**YOUR OBJECTIVE**
Every line of the material must be copied exactly.

**MATERIAL PROVIDED**
###

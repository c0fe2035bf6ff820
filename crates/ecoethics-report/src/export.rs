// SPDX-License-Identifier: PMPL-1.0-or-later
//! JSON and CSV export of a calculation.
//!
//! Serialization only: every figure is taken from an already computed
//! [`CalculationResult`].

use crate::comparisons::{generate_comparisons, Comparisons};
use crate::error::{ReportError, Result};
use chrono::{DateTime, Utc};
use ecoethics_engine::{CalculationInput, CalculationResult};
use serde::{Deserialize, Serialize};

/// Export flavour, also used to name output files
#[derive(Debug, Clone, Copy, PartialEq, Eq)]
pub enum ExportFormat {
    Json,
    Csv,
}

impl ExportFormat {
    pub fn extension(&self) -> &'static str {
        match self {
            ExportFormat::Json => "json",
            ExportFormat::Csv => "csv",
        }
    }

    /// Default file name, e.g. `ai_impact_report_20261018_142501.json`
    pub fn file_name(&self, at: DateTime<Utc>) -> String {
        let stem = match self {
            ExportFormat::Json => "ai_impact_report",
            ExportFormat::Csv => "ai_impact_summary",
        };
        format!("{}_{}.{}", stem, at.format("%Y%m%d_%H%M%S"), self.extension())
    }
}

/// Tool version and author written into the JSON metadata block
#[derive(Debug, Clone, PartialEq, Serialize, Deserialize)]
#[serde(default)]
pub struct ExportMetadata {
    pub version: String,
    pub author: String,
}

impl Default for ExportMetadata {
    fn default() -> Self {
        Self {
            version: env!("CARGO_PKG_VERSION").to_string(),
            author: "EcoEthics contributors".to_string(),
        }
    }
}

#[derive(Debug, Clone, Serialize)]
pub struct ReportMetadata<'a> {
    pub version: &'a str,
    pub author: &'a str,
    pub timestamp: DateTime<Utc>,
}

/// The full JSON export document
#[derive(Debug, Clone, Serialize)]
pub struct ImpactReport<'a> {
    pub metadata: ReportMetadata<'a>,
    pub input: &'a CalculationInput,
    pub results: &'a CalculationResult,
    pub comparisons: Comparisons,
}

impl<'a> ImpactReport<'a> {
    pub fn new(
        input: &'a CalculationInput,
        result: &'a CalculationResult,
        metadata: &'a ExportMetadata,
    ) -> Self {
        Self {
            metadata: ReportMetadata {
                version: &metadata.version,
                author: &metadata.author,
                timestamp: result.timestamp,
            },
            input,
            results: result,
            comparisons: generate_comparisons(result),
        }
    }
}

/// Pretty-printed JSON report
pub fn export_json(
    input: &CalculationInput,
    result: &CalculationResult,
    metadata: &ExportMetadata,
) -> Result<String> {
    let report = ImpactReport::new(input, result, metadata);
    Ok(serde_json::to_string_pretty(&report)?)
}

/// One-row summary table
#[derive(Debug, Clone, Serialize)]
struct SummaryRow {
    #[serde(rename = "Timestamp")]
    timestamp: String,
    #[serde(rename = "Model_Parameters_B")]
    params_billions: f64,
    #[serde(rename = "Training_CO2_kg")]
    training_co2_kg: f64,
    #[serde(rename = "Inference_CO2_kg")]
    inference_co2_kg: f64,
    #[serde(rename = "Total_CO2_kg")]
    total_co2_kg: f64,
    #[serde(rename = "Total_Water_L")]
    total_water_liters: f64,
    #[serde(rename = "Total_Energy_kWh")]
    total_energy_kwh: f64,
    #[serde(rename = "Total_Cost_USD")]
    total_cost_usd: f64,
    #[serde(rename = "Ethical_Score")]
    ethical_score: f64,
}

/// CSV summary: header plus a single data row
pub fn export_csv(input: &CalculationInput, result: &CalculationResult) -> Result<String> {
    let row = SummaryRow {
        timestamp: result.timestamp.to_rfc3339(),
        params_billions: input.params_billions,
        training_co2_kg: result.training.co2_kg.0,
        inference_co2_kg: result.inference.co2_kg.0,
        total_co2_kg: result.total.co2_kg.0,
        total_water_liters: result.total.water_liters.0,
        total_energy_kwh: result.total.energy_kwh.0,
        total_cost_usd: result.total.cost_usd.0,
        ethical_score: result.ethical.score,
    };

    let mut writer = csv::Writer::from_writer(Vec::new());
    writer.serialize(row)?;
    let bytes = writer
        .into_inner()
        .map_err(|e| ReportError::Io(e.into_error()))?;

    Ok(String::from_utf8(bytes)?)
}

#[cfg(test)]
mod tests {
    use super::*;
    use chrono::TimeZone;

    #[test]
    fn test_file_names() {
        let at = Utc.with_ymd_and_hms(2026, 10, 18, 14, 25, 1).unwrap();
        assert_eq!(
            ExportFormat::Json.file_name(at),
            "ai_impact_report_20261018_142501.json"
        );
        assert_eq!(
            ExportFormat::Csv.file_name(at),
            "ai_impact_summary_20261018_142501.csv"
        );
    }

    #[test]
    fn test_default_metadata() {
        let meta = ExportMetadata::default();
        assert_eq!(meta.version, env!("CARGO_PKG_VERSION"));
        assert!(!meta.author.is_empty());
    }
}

###

**RESPONSE AREA**
repository c0fe2035bf6ff820
filename crates/ecoethics-report/src/export.rs
// SPDX-License-Identifier: PMPL-1.0-or-later
//! JSON and CSV export of a calculation.
//!
//! Serialization only: every figure is taken from an already computed
//! [`CalculationResult`].

use crate::comparisons::{generate_comparisons, Comparisons};
use crate::error::{ReportError, Result};
use chrono::{DateTime, Utc};
use ecoethics_engine::{CalculationInput, CalculationResult};
use serde::{Deserialize, Serialize};

/// Export flavour, also used to name output files
#[derive(Debug, Clone, Copy, PartialEq, Eq)]
pub enum ExportFormat {
    Json,
    Csv,
}

impl ExportFormat {
    pub fn extension(&self) -> &'static str {
        match self {
            ExportFormat::Json => "json",
            ExportFormat::Csv => "csv",
        }
    }

    /// Default file name, e.g. `ai_impact_report_20261018_142501.json`
    pub fn file_name(&self, at: DateTime<Utc>) -> String {
        let stem = match self {
            ExportFormat::Json => "ai_impact_report",
            ExportFormat::Csv => "ai_impact_summary",
        };
        format!("{}_{}.{}", stem, at.format("%Y%m%d_%H%M%S"), self.extension())
    }
}

/// Tool version and author written into the JSON metadata block
#[derive(Debug, Clone, PartialEq, Serialize, Deserialize)]
#[serde(default)]
pub struct ExportMetadata {
    pub version: String,
    pub author: String,
}

impl Default for ExportMetadata {
    fn default() -> Self {
        Self {
            version: env!("CARGO_PKG_VERSION").to_string(),
            author: "EcoEthics contributors".to_string(),
        }
    }
}

#[derive(Debug, Clone, Serialize)]
pub struct ReportMetadata<'a> {
    pub version: &'a str,
    pub author: &'a str,
    pub timestamp: DateTime<Utc>,
}

/// The full JSON export document
#[derive(Debug, Clone, Serialize)]
pub struct ImpactReport<'a> {
    pub metadata: ReportMetadata<'a>,
    pub input: &'a CalculationInput,
    pub results: &'a CalculationResult,
    pub comparisons: Comparisons,
}

impl<'a> ImpactReport<'a> {
    pub fn new(
        input: &'a CalculationInput,
        result: &'a CalculationResult,
        metadata: &'a ExportMetadata,
    ) -> Self {
        Self {
            metadata: ReportMetadata {
                version: &metadata.version,
                author: &metadata.author,
                timestamp: result.timestamp,
            },
            input,
            results: result,
            comparisons: generate_comparisons(result),
        }
    }
}

/// Pretty-printed JSON report
pub fn export_json(
    input: &CalculationInput,
    result: &CalculationResult,
    metadata: &ExportMetadata,
) -> Result<String> {
    let report = ImpactReport::new(input, result, metadata);
    Ok(serde_json::to_string_pretty(&report)?)
}

/// One-row summary table
#[derive(Debug, Clone, Serialize)]
struct SummaryRow {
    #[serde(rename = "Timestamp")]
    timestamp: String,
    #[serde(rename = "Model_Parameters_B")]
    params_billions: f64,
    #[serde(rename = "Training_CO2_kg")]
    training_co2_kg: f64,
    #[serde(rename = "Inference_CO2_kg")]
    inference_co2_kg: f64,
    #[serde(rename = "Total_CO2_kg")]
    total_co2_kg: f64,
    #[serde(rename = "Total_Water_L")]
    total_water_liters: f64,
    #[serde(rename = "Total_Energy_kWh")]
    total_energy_kwh: f64,
    #[serde(rename = "Total_Cost_USD")]
    total_cost_usd: f64,
    #[serde(rename = "Ethical_Score")]
    ethical_score: f64,
}

/// CSV summary: header plus a single data row
pub fn export_csv(input: &CalculationInput, result: &CalculationResult) -> Result<String> {
    let row = SummaryRow {
        timestamp: result.timestamp.to_rfc3339(),
        params_billions: input.params_billions,
        training_co2_kg: result.training.co2_kg.0,
        inference_co2_kg: result.inference.co2_kg.0,
        total_co2_kg: result.total.co2_kg.0,
        total_water_liters: result.total.water_liters.0,
        total_energy_kwh: result.total.energy_kwh.0,
        total_cost_usd: result.total.cost_usd.0,
        ethical_score: result.ethical.score,
    };

    let mut writer = csv::Writer::from_writer(Vec::new());
    writer.serialize(row)?;
    let bytes = writer
        .into_inner()
        .map_err(|e| ReportError::Io(e.into_error()))?;

    Ok(String::from_utf8(bytes)?)
}

#[cfg(test)]
mod tests {
    use super::*;
    use chrono::TimeZone;

    #[test]
    fn test_file_names() {
        let at = Utc.with_ymd_and_hms(2026, 10, 18, 14, 25, 1).unwrap();
        assert_eq!(
            ExportFormat::Json.file_name(at),
            "ai_impact_report_20261018_142501.json"
        );
        assert_eq!(
            ExportFormat::Csv.file_name(at),
            "ai_impact_summary_20261018_142501.csv"
        );
    }

    #[test]
    fn test_default_metadata() {
        let meta = ExportMetadata::default();
        assert_eq!(meta.version, env!("CARGO_PKG_VERSION"));
        assert!(!meta.author.is_empty());
    }
}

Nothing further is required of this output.